Book Read Free

Kickback and Other Stories

Page 5

by Peter Sellers


  I went inside to get him a beer.

  “Been busy?” I asked.

  “Just trying to get by.”

  “So what are you going to do when Deirdre sells her house?”

  “We’re going to take the money and go somewhere warm where I don’t have to work so hard.”

  “Is that what Deirdre wants?”

  He just stared at me.

  Bernard was on the verge of passing out, and there was nobody else home yet, which was good. I helped him up the stairs, and he collapsed on the bed. It was stuffy in the bedroom.

  “Hot,” Bernard said.

  “Do you want the a/c?”

  I’m pretty sure he said yes, so I took an extension cord and plugged the machine into my newly functioning outlet, turned the setting to high, and went to a nearby bar to wait. The nearest fire station was only a few blocks away. I was on my third beer when I heard the sirens.

  The house was typical of Toronto homes of that period, solidly made of double brick. There was smoke and water damage to the house, but the fire was contained to the master bedroom, which was gutted. They found Bernard on the floor beside the bed, horribly burned. The official verdict was that he died of smoke inhalation.

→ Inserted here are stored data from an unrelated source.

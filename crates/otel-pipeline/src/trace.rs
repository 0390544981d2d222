//! Spans, tracers and the tracer provider.
//!
//! Spans are owned by the task that started them. Ending a span (or
//! dropping it) freezes its data and hands it to the provider's batch
//! processor; unsampled spans carry valid ids for propagation but are never
//! recorded.

use crate::attributes::{Key, KeyValue, Value};
use crate::batch::BatchProcessor;
use crate::context::{self, Context, SpanContext, SpanId, TraceFlags, TraceId, TraceState};
use crate::error::PipelineError;
use crate::sampler::{Sampler, SamplingDecision};
use opentelemetry_sdk::trace::RandomIdGenerator;
use std::borrow::Cow;
use std::sync::Arc;
use std::time::{Duration, Instant, SystemTime};

pub use opentelemetry::trace::{SpanKind, Status};

/// A timestamped annotation on a span.
#[derive(Debug, Clone, PartialEq)]
pub struct SpanEvent {
    /// Event name.
    pub name: String,
    /// When the event happened.
    pub timestamp: SystemTime,
    /// Event attributes.
    pub attributes: Vec<KeyValue>,
}

/// Immutable record of an ended span.
#[derive(Debug, Clone, PartialEq)]
pub struct SpanData {
    /// Identity of the span.
    pub span_context: SpanContext,
    /// The span that was active when this one started.
    pub parent_span_id: Option<SpanId>,
    /// Instrumentation scope of the tracer that created the span.
    pub scope: Arc<str>,
    /// Span name.
    pub name: String,
    /// Span kind.
    pub kind: SpanKind,
    /// Start time.
    pub start_time: SystemTime,
    /// End time; never earlier than `start_time`.
    pub end_time: SystemTime,
    /// Attributes in insertion order, unique by key.
    pub attributes: Vec<KeyValue>,
    /// Events in insertion order.
    pub events: Vec<SpanEvent>,
    /// Final status.
    pub status: Status,
}

impl SpanData {
    /// Returns the span duration.
    pub fn duration(&self) -> Duration {
        self.end_time
            .duration_since(self.start_time)
            .unwrap_or_default()
    }

    /// Looks up an attribute by key.
    pub fn attribute(&self, key: &str) -> Option<&Value> {
        self.attributes
            .iter()
            .find(|kv| kv.key.as_str() == key)
            .map(|kv| &kv.value)
    }
}

struct ProviderInner {
    sampler: Sampler,
    ids: RandomIdGenerator,
    processor: Option<BatchProcessor<SpanData>>,
}

/// Creates tracers and routes their ended spans to a batch processor.
///
/// Cloning is cheap; clones share the sampler and processor.
#[derive(Clone)]
pub struct TracerProvider {
    inner: Arc<ProviderInner>,
}

impl std::fmt::Debug for TracerProvider {
    fn fmt(&self, f: &mut std::fmt::Formatter<'_>) -> std::fmt::Result {
        f.debug_struct("TracerProvider")
            .field("sampler", &self.inner.sampler)
            .field("processor", &self.inner.processor)
            .finish()
    }
}

impl TracerProvider {
    /// Starts building a provider.
    pub fn builder() -> TracerProviderBuilder {
        TracerProviderBuilder::default()
    }

    /// Returns a tracer for the given instrumentation scope.
    pub fn tracer(&self, scope: impl Into<Cow<'static, str>>) -> Tracer {
        let scope: Cow<'static, str> = scope.into();
        Tracer {
            provider: self.clone(),
            scope: Arc::from(scope.as_ref()),
        }
    }

    /// Returns the batch processor, if one is attached.
    pub fn processor(&self) -> Option<&BatchProcessor<SpanData>> {
        self.inner.processor.as_ref()
    }

    /// Exports all ended spans now.
    pub async fn force_flush(&self) {
        if let Some(processor) = &self.inner.processor {
            processor.force_flush().await;
        }
    }

    /// Stops the span processor after a final drain.
    ///
    /// # Errors
    ///
    /// Returns an error if the final drain exceeds `timeout`.
    pub async fn shutdown(&self, timeout: Duration) -> Result<(), PipelineError> {
        match &self.inner.processor {
            Some(processor) => processor.shutdown(timeout).await,
            None => Ok(()),
        }
    }
}

/// Builder for [`TracerProvider`].
#[derive(Default)]
#[must_use = "builders do nothing unless .build() is called"]
pub struct TracerProviderBuilder {
    sampler: Sampler,
    processor: Option<BatchProcessor<SpanData>>,
}

impl TracerProviderBuilder {
    /// Sets the sampling policy. Defaults to [`Sampler::AlwaysOn`].
    pub fn with_sampler(mut self, sampler: Sampler) -> Self {
        self.sampler = sampler;
        self
    }

    /// Routes ended spans to `processor`. Without one, spans are discarded.
    pub fn with_batch_processor(mut self, processor: BatchProcessor<SpanData>) -> Self {
        self.processor = Some(processor);
        self
    }

    /// Builds the provider.
    pub fn build(self) -> TracerProvider {
        TracerProvider {
            inner: Arc::new(ProviderInner {
                sampler: self.sampler,
                ids: RandomIdGenerator::default(),
                processor: self.processor,
            }),
        }
    }
}

/// Starts spans for one instrumentation scope.
#[derive(Clone, Debug)]
pub struct Tracer {
    provider: TracerProvider,
    scope: Arc<str>,
}

impl Tracer {
    /// Returns the instrumentation scope name.
    pub fn scope(&self) -> &str {
        &self.scope
    }

    /// Starts a span whose parent is the active span in `cx`, if any.
    pub fn start(&self, name: impl Into<String>, kind: SpanKind, cx: &Context) -> Span {
        let inner = &self.provider.inner;
        let parent = cx.span_context();
        let trace_id = parent.map_or_else(|| context::new_trace_id(&inner.ids), |p| p.trace_id());
        let span_id = context::new_span_id(&inner.ids);
        let trace_state = parent.map_or(TraceState::NONE, |p| p.trace_state().clone());

        let decision = inner.sampler.should_sample(parent, trace_id);
        if decision == SamplingDecision::Drop {
            return Span {
                span_context: SpanContext::new(
                    trace_id,
                    span_id,
                    TraceFlags::NOT_SAMPLED,
                    false,
                    trace_state,
                ),
                data: None,
                started: Instant::now(),
                processor: None,
            };
        }

        let span_context =
            SpanContext::new(trace_id, span_id, TraceFlags::SAMPLED, false, trace_state);
        Span {
            span_context: span_context.clone(),
            data: Some(SpanData {
                span_context,
                parent_span_id: parent.map(|p| p.span_id()),
                scope: Arc::clone(&self.scope),
                name: name.into(),
                kind,
                start_time: SystemTime::now(),
                end_time: SystemTime::UNIX_EPOCH,
                attributes: Vec::new(),
                events: Vec::new(),
                status: Status::Unset,
            }),
            started: Instant::now(),
            processor: inner.processor.clone(),
        }
    }
}

/// A span in progress.
///
/// Mutable until [`end`](Self::end) consumes it. Dropping a span that was
/// never ended ends it.
#[derive(Debug)]
pub struct Span {
    span_context: SpanContext,
    data: Option<SpanData>,
    started: Instant,
    processor: Option<BatchProcessor<SpanData>>,
}

impl Span {
    /// Returns the span's identity.
    pub fn span_context(&self) -> &SpanContext {
        &self.span_context
    }

    /// Returns the trace id.
    pub fn trace_id(&self) -> TraceId {
        self.span_context.trace_id()
    }

    /// Returns the span id.
    pub fn span_id(&self) -> SpanId {
        self.span_context.span_id()
    }

    /// Returns whether the span records data (it was sampled).
    pub fn is_recording(&self) -> bool {
        self.data.is_some()
    }

    /// Sets an attribute, replacing any previous value for the key.
    pub fn set_attribute(&mut self, key: impl Into<Key>, value: impl Into<Value>) {
        let Some(data) = self.data.as_mut() else {
            return;
        };
        let kv = KeyValue::new(key, value);
        match data.attributes.iter_mut().find(|existing| existing.key == kv.key) {
            Some(existing) => existing.value = kv.value,
            None => data.attributes.push(kv),
        }
    }

    /// Records an event at the current time.
    pub fn add_event(&mut self, name: impl Into<String>, attributes: Vec<KeyValue>) {
        if let Some(data) = self.data.as_mut() {
            data.events.push(SpanEvent {
                name: name.into(),
                timestamp: SystemTime::now(),
                attributes,
            });
        }
    }

    /// Sets the status. `Unset` is ignored and `Ok` is final.
    pub fn set_status(&mut self, status: Status) {
        let Some(data) = self.data.as_mut() else {
            return;
        };
        if status == Status::Unset || data.status == Status::Ok {
            return;
        }
        data.status = status;
    }

    /// Records `error` as an `exception` event and marks the span failed.
    pub fn record_error(&mut self, error: &dyn std::error::Error) {
        let message = error.to_string();
        self.add_event(
            "exception",
            vec![KeyValue::new("exception.message", message.clone())],
        );
        self.set_status(Status::error(message));
    }

    /// Ends the span and queues it for export.
    pub fn end(mut self) {
        self.finish();
    }

    fn finish(&mut self) {
        let Some(mut data) = self.data.take() else {
            return;
        };
        data.end_time = data.start_time + self.started.elapsed();

        if let Some(processor) = self.processor.take() {
            processor.enqueue(data);
        }
    }
}

impl Drop for Span {
    fn drop(&mut self) {
        self.finish();
    }
}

  The Fire Marshall worked it out pretty quickly. Speaker wire is not nearly substantial enough for the power draw of a window air conditioning unit. The power it uses melts the wire before the draw can blow the fuse. Fire often ensues, as it did in this case. Bernard really should have had an electrician install those outlets for him, they said.

  “I had no idea he was actually making them live,” Deirdre said. She was crying, which I hadn’t expected.

  “I guess he wanted to surprise you,” I said.

  It was a surprise for her all right. And a bit of one for me. I hadn’t known for sure that things would work out the way they did. But I’d been hoping.

  Tattoo

  (Originally published in the Osprey Summer Mystery Series)

  I LOVED CARRIE FROM THE MOMENT I FIRST saw her shoulder. She wanted a small rose, done in black and white and shades of grey, just above her shoulder blade. She slipped down the collar of her shirt to show me. I touched the place that seemed most appropriate.

  “Here?” My voice was thick.

  “That feels perfect,” she said.

  I let my touch linger, as if to fix the spot firmly in my mind. But my eyes were closed. If Carrie had been able to see behind her, she would not have been fooled.

  I have encountered every possible kind of skin, every pigmentation, every texture. None in my memory had looked or felt quite the way that Carrie’s did, with a softness and warmth that flowed into my fingertips.

  I traced the rose pattern onto her back. “If this hurts at all,” I said, “I’ll stop right away.”

  “Don’t worry,” she said. “I can take it.”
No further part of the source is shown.